Port in Lebanon and quarter of Beirut

The Port of Beirut (مرفأ بيروت) is the main port in Lebanon on the eastern part of the Saint George Bay on Beirut's northern Mediterranean coast, west of the Beirut River. It is one of the largest and busiest ports on the Eastern Mediterranean.

On 4 August 2020, a large explosion, caused by improperly stored ammonium nitrate, occurred at the port, killing at least 218 people, injuring more than 7,000 and rendering 300,000 others homeless.
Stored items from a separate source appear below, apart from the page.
//! Fetch range type and plan construction.

use crate::error::PlanError;

/// Byte span fetched by one worker.
///
/// `Whole` is a plain GET of the entire resource (no `Range` header); its bytes
/// are written starting at offset 0. `Bytes` is an inclusive, zero-indexed span.
#[derive(Debug, Clone, Copy, PartialEq, Eq)]
pub enum FetchRange {
    Whole,
    Bytes { start: u64, end: u64 },
}

impl FetchRange {
    /// Offset of the first byte this range writes.
    pub fn start(&self) -> u64 {
        match self {
            FetchRange::Whole => 0,
            FetchRange::Bytes { start, .. } => *start,
        }
    }

    /// Number of bytes in the span, or `None` for a whole-resource fetch.
    pub fn len(&self) -> Option<u64> {
        match self {
            FetchRange::Whole => None,
            FetchRange::Bytes { start, end } => Some(end - start + 1),
        }
    }

    pub fn is_whole(&self) -> bool {
        matches!(self, FetchRange::Whole)
    }

    /// HTTP status that counts as success for this range.
    pub fn expected_status(&self) -> u32 {
        match self {
            FetchRange::Whole => 200,
            FetchRange::Bytes { .. } => 206,
        }
    }

    /// `Range` header value (`bytes=start-end`), if this is a range request.
    pub fn header_value(&self) -> Option<String> {
        self.curl_range().map(|r| format!("bytes={}", r))
    }

    /// Range in the `start-end` form libcurl expects.
    pub(crate) fn curl_range(&self) -> Option<String> {
        match self {
            FetchRange::Whole => None,
            FetchRange::Bytes { start, end } => Some(format!("{}-{}", start, end)),
        }
    }
}

/// Ordered, gap-free, non-overlapping partition of a resource's bytes.
#[derive(Debug, Clone, PartialEq, Eq)]
pub struct DownloadPlan {
    ranges: Vec<FetchRange>,
}

impl DownloadPlan {
    pub fn ranges(&self) -> &[FetchRange] {
        &self.ranges
    }

    /// Number of concurrent fetchers this plan dispatches.
    pub fn worker_count(&self) -> usize {
        self.ranges.len()
    }

    /// True when the plan is a single whole-resource GET.
    pub fn is_single_stream(&self) -> bool {
        matches!(self.ranges.as_slice(), [FetchRange::Whole])
    }

    fn single_stream() -> Self {
        DownloadPlan {
            ranges: vec![FetchRange::Whole],
        }
    }
}

/// Validates an externally supplied worker count (CLI flag, URL fragment).
pub fn worker_count(requested: u64) -> Result<u8, PlanError> {
    match requested {
        0 => Err(PlanError::ZeroWorkers),
        n => u8::try_from(n).map_err(|_| PlanError::TooManyWorkers(n)),
    }
}

/// Splits `length` bytes across `workers` fetchers.
///
/// An unknown length (0), a length smaller than the worker count, or a single
/// worker yields one whole-resource fetch. Otherwise every range is
/// `length / workers` bytes long, and the first one also takes the
/// `length % workers` leftover bytes.
pub fn plan(length: u64, workers: u8) -> Result<DownloadPlan, PlanError> {
    if workers == 0 {
        return Err(PlanError::ZeroWorkers);
    }

    let n = u64::from(workers);
    if workers == 1 || length < n {
        return Ok(DownloadPlan::single_stream());
    }

    let block = length / n;
    let mut remainder = length % n;

    let mut ranges = Vec::with_capacity(workers as usize);
    let mut offset = 0u64;
    while offset < length {
        let end = offset + block + remainder - 1;
        ranges.push(FetchRange::Bytes { start: offset, end });
        offset = end + 1;
        remainder = 0;
    }

    Ok(DownloadPlan { ranges })
}
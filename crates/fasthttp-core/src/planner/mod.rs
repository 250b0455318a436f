//! Range math and download planning.
//!
//! Splits a resource of known length into one contiguous byte range per
//! worker, or collapses to a single whole-resource GET when ranges cannot or
//! need not be used.

mod range;

pub use range::{plan, worker_count, DownloadPlan, FetchRange};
Large sections of the port and its infrastructure were destroyed, including most of Beirut's grain reserves, and billions of dollars in damages were inflicted across the city. The Port of Beirut was forced to close, due to the large-scale damage caused by the explosions, with cargo being redirected to smaller ports, such as Tripoli and Tyre. Prior to the disaster, about 60 percent of Lebanon's imports came through the port, according to an S&P Global estimate.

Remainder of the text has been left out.